En el psicoanálisis emergió lo olvidado.  El cirujano, en una visita de control después de la cirugía, y delante de mí, le comunicó a mi madre que yo sería estéril.  Entonces pude comprender por qué, años después, las elecciones amorosas siempre fueron de mujeres o estériles o que no deseaban tener hijos jamás.  Un saber inconsciente me guiaba para mantenerme a salvo de ese recuerdo verdaderamente traumático. 


Total que, hecho el descubrimiento: renunciar a ejercer asistencialmente la profesión de médico, divorciarme, volverme a casar esta vez con una mujer sin problemas al respecto de la reproducción y del deseo, y dedicarme exclusivamente a la atención en el consultorio y a nivel comunitario, con poblaciones afectadas por la violencia, todo eso sucedió simultáneamente y de eso llevo ya 20 años, manifestándome complacido por haberlo logrado. 
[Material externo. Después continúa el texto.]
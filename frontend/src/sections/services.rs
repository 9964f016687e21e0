use yew::prelude::*;
use yew_router::prelude::*;

use crate::components::split_text::SplitText;
use crate::content::ServiceKey;
use crate::hooks::{use_element_progress, use_motion};
use crate::i18n::use_i18n;
use crate::motion::scroll::ScrollSpan;
use crate::motion::steps::{active_index, StepState};
use crate::Route;

#[derive(Properties, PartialEq)]
struct ServiceCardProps {
    service: ServiceKey,
    #[prop_or_default]
    class: Classes,
}

#[function_component(ServiceCard)]
fn service_card(props: &ServiceCardProps) -> Html {
    let i18n = use_i18n();
    let motion = use_motion();
    let key = props.service.as_str();

    html! {
        <Link<Route>
            to={Route::ServiceDetail { service_key: key.to_string() }}
            classes={classes!("card", "service-card", motion.enable_3d.then_some("tilt"), props.class.clone())}
        >
            <div class="service-icon" aria-hidden="true">{props.service.icon()}</div>
            <h3>{i18n.t(&format!("services.{}.title", key))}</h3>
            <p>{i18n.t(&format!("services.{}.description", key))}</p>
            <span class="service-more">{i18n.t("services.learnMore")}{" →"}</span>
        </Link<Route>>
    }
}

/// Services as a horizontal slider pinned for one viewport height per
/// slide. Scrolling through the track picks the visible slide.
#[function_component(PinnedServices)]
fn pinned_services() -> Html {
    let track_ref = use_node_ref();
    let progress = use_element_progress(track_ref.clone(), ScrollSpan::Pinned);
    let count = ServiceKey::ALL.len();
    let active = active_index(progress, count);

    html! {
        <div
            class="services-track"
            ref={track_ref}
            style={format!("height: {}vh;", count * 100)}
        >
            <div class="services-sticky">
                <div
                    class="services-row"
                    style={format!("transform: translate3d(-{}vw, 0, 0);", active * 100)}
                >
                    {
                        ServiceKey::ALL.iter().enumerate().map(|(index, &service)| {
                            let state = StepState::of(index, active);
                            html! {
                                <div class={classes!("service-slide", state.class())} key={service.as_str()}>
                                    <ServiceCard {service} />
                                </div>
                            }
                        }).collect::<Html>()
                    }
                </div>
                <div class="services-indicator" aria-hidden="true">
                    {
                        ServiceKey::ALL.iter().enumerate().map(|(index, service)| {
                            let reached = StepState::of(index, active).is_reached();
                            html! {
                                <span
                                    key={service.as_str()}
                                    class={classes!(
                                        "services-indicator-dot",
                                        reached.then_some("is-reached"),
                                        (index == active).then_some("is-active"),
                                    )}
                                />
                            }
                        }).collect::<Html>()
                    }
                </div>
            </div>
        </div>
    }
}

#[function_component(Services)]
pub fn services() -> Html {
    let i18n = use_i18n();
    let motion = use_motion();

    html! {
        <section id="services" class="section services-section">
            <style>
                {r#"
                    .service-card {
                        display: block;
                        height: 100%;
                        color: inherit;
                        text-decoration: none;
                        transition: transform var(--transition-duration) ease, border-color 0.3s ease;
                    }
                    .service-card:hover {
                        border-color: #00d4ff;
                        transform: translateY(-8px);
                    }
                    .service-card.tilt:hover {
                        transform: perspective(800px) rotateX(4deg) rotateY(-4deg) translateY(-8px);
                    }
                    .service-icon {
                        font-size: 2rem;
                        width: 64px;
                        height: 64px;
                        display: flex;
                        align-items: center;
                        justify-content: center;
                        border-radius: 16px;
                        background: linear-gradient(135deg, rgba(0, 212, 255, 0.2), rgba(0, 212, 255, 0.03));
                        margin-bottom: 1.5rem;
                    }
                    .service-more {
                        display: inline-block;
                        margin-top: 1rem;
                        color: #00d4ff;
                    }
                    .services-grid {
                        display: grid;
                        grid-template-columns: repeat(auto-fit, minmax(260px, 1fr));
                        gap: 2rem;
                    }
                    .services-track {
                        position: relative;
                    }
                    .services-sticky {
                        position: sticky;
                        top: 0;
                        height: 100vh;
                        overflow: hidden;
                        display: flex;
                        flex-direction: column;
                        justify-content: center;
                    }
                    .services-row {
                        display: flex;
                        transition: transform var(--transition-duration) cubic-bezier(0.16, 1, 0.3, 1);
                    }
                    .service-slide {
                        flex: 0 0 100vw;
                        display: flex;
                        justify-content: center;
                        padding: 0 1.5rem;
                        box-sizing: border-box;
                        transition: opacity var(--transition-duration) ease;
                    }
                    .service-slide .service-card {
                        max-width: 560px;
                    }
                    .service-slide.is-future, .service-slide.is-past {
                        opacity: 0.4;
                    }
                    .services-indicator {
                        display: flex;
                        justify-content: center;
                        gap: 0.5rem;
                        margin-top: 2rem;
                    }
                    .services-indicator-dot {
                        width: 10px;
                        height: 10px;
                        border-radius: 999px;
                        background: rgba(255, 255, 255, 0.15);
                        transition: width 0.3s ease, background 0.3s ease;
                    }
                    .services-indicator-dot.is-reached {
                        background: rgba(0, 212, 255, 0.5);
                    }
                    .services-indicator-dot.is-active {
                        width: 32px;
                        background: #00d4ff;
                    }
                "#}
            </style>
            <div class="container">
                <header class="section-header">
                    <h2 class="section-title"><SplitText text={i18n.t("services.title")} /></h2>
                    <p class="section-subtitle">{i18n.t("services.subtitle")}</p>
                </header>
                if !motion.pinned_services {
                    <div class="services-grid">
                        {
                            ServiceKey::ALL.iter().map(|&service| html! {
                                <ServiceCard key={service.as_str()} {service} />
                            }).collect::<Html>()
                        }
                    </div>
                }
            </div>
            if motion.pinned_services {
                <PinnedServices />
            }
        </section>
    }
}
use rand::Rng;

/// 0 at `t = 0`, 1 at `t >= 1`, fast start and long tail.
pub fn ease_out_expo(t: f64) -> f64 {
    if t >= 1.0 {
        1.0
    } else if t <= 0.0 {
        0.0
    } else {
        1.0 - 2f64.powf(-10.0 * t)
    }
}

/// Counter value `elapsed_ms` into a count-up lasting `duration_ms`.
pub fn count_up(end: u32, elapsed_ms: f64, duration_ms: f64) -> u32 {
    if duration_ms <= 0.0 || elapsed_ms >= duration_ms {
        return end;
    }
    let eased = ease_out_expo(elapsed_ms / duration_ms);
    (f64::from(end) * eased).floor() as u32
}

/// `1500` -> `"1,500"`.
pub fn format_thousands(value: u32) -> String {
    let digits = value.to_string();
    let mut out = String::with_capacity(digits.len() + digits.len() / 3);
    for (i, ch) in digits.chars().enumerate() {
        if i > 0 && (digits.len() - i) % 3 == 0 {
            out.push(',');
        }
        out.push(ch);
    }
    out
}

/// Replaces the digits of `target` that are not yet locked with random
/// ones. Digits lock left to right as `progress` goes from 0 to 1;
/// separators are never scrambled.
pub fn scramble_digits<R: Rng + ?Sized>(target: &str, progress: f64, rng: &mut R) -> String {
    let len = target.chars().count();
    let locked = progress.clamp(0.0, 1.0) * len as f64;
    target
        .chars()
        .enumerate()
        .map(|(i, ch)| {
            if !ch.is_ascii_digit() || (i as f64) < locked {
                ch
            } else {
                char::from(b'0' + rng.gen_range(0..10u8))
            }
        })
        .collect()
}

#[cfg(test)]
mod tests {
    use rand::rngs::SmallRng;
    use rand::SeedableRng;

    use super::*;

    #[test]
    fn easing_is_bounded_and_increasing() {
        assert_eq!(ease_out_expo(0.0), 0.0);
        assert_eq!(ease_out_expo(1.0), 1.0);
        let mut last = 0.0;
        for n in 1..=100 {
            let v = ease_out_expo(n as f64 / 100.0);
            assert!(v >= last && v <= 1.0);
            last = v;
        }
    }

    #[test]
    fn count_up_finishes_exactly() {
        assert_eq!(count_up(1500, 0.0, 2000.0), 0);
        assert!(count_up(1500, 1000.0, 2000.0) > 1400);
        assert_eq!(count_up(1500, 2000.0, 2000.0), 1500);
        assert_eq!(count_up(7, 50.0, 0.0), 7);
    }

    #[test]
    fn thousands_separators() {
        assert_eq!(format_thousands(0), "0");
        assert_eq!(format_thousands(300), "300");
        assert_eq!(format_thousands(1500), "1,500");
        assert_eq!(format_thousands(1234567), "1,234,567");
    }

    #[test]
    fn scramble_keeps_shape_and_locks_left_to_right() {
        let mut rng = SmallRng::seed_from_u64(3);
        let target = "1,500";

        let early = scramble_digits(target, 0.0, &mut rng);
        assert_eq!(early.len(), target.len());
        assert_eq!(early.chars().nth(1), Some(','));
        assert!(early.chars().all(|c| c.is_ascii_digit() || c == ','));

        let half = scramble_digits(target, 0.5, &mut rng);
        assert!(half.starts_with("1,5"));

        assert_eq!(scramble_digits(target, 1.0, &mut rng), target);
    }
}
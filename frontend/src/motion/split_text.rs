#[derive(Clone, Copy, Debug, PartialEq, Eq)]
pub enum SplitMode {
    Chars,
    Words,
}

#[derive(Clone, Debug, PartialEq)]
pub struct Fragment {
    pub text: String,
    /// Seconds before this fragment starts animating.
    pub delay: f64,
    pub is_space: bool,
}

/// Splits `text` into animated fragments. Whitespace runs become single
/// unanimated spaces and don't advance the stagger.
pub fn split(text: &str, mode: SplitMode, stagger: f64, delay: f64) -> Vec<Fragment> {
    let mut fragments = Vec::new();
    let mut index = 0usize;

    for (n, word) in text.split_whitespace().enumerate() {
        if n > 0 {
            fragments.push(Fragment {
                text: " ".to_string(),
                delay: 0.0,
                is_space: true,
            });
        }
        match mode {
            SplitMode::Words => {
                fragments.push(Fragment {
                    text: word.to_string(),
                    delay: delay + index as f64 * stagger,
                    is_space: false,
                });
                index += 1;
            }
            SplitMode::Chars => {
                for ch in word.chars() {
                    fragments.push(Fragment {
                        text: ch.to_string(),
                        delay: delay + index as f64 * stagger,
                        is_space: false,
                    });
                    index += 1;
                }
            }
        }
    }
    fragments
}

#[cfg(test)]
mod tests {
    use super::*;

    #[test]
    fn words_get_increasing_delays() {
        let fragments = split("Your  partner in\ttrucking", SplitMode::Words, 0.05, 0.2);
        let words: Vec<_> = fragments.iter().filter(|f| !f.is_space).collect();
        assert_eq!(words.len(), 4);
        assert_eq!(words[0].text, "Your");
        assert!((words[0].delay - 0.2).abs() < 1e-12);
        assert!((words[3].delay - 0.35).abs() < 1e-12);
        assert_eq!(fragments.iter().filter(|f| f.is_space).count(), 3);
    }

    #[test]
    fn chars_skip_spaces_in_the_stagger() {
        let fragments = split("ab cd", SplitMode::Chars, 0.02, 0.0);
        let texts: Vec<_> = fragments.iter().map(|f| f.text.as_str()).collect();
        assert_eq!(texts, ["a", "b", " ", "c", "d"]);
        assert!((fragments[3].delay - 0.04).abs() < 1e-12);
    }

    #[test]
    fn empty_text_has_no_fragments() {
        assert!(split("   ", SplitMode::Chars, 0.02, 0.0).is_empty());
    }
}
Tal vez por eso sea reacio a celebrar con fiestas el Día Panamericano del Médico.  Pero esto no es obstáculo para enviar mi saludo afectuoso y de admiración a todos aquellos colegas, hombres y mujeres, que diariamente entregan lo mejor de ellos en beneficio de acompañar siempre, aliviar casi siempre y curar a veces a los pacientes que pacientemente soportan toda la iniquidad de un sistema beneficioso, exclusivamente, para los intermediarios financieros que lograron transformar la salud, de un derecho, en una vulgar mercancía.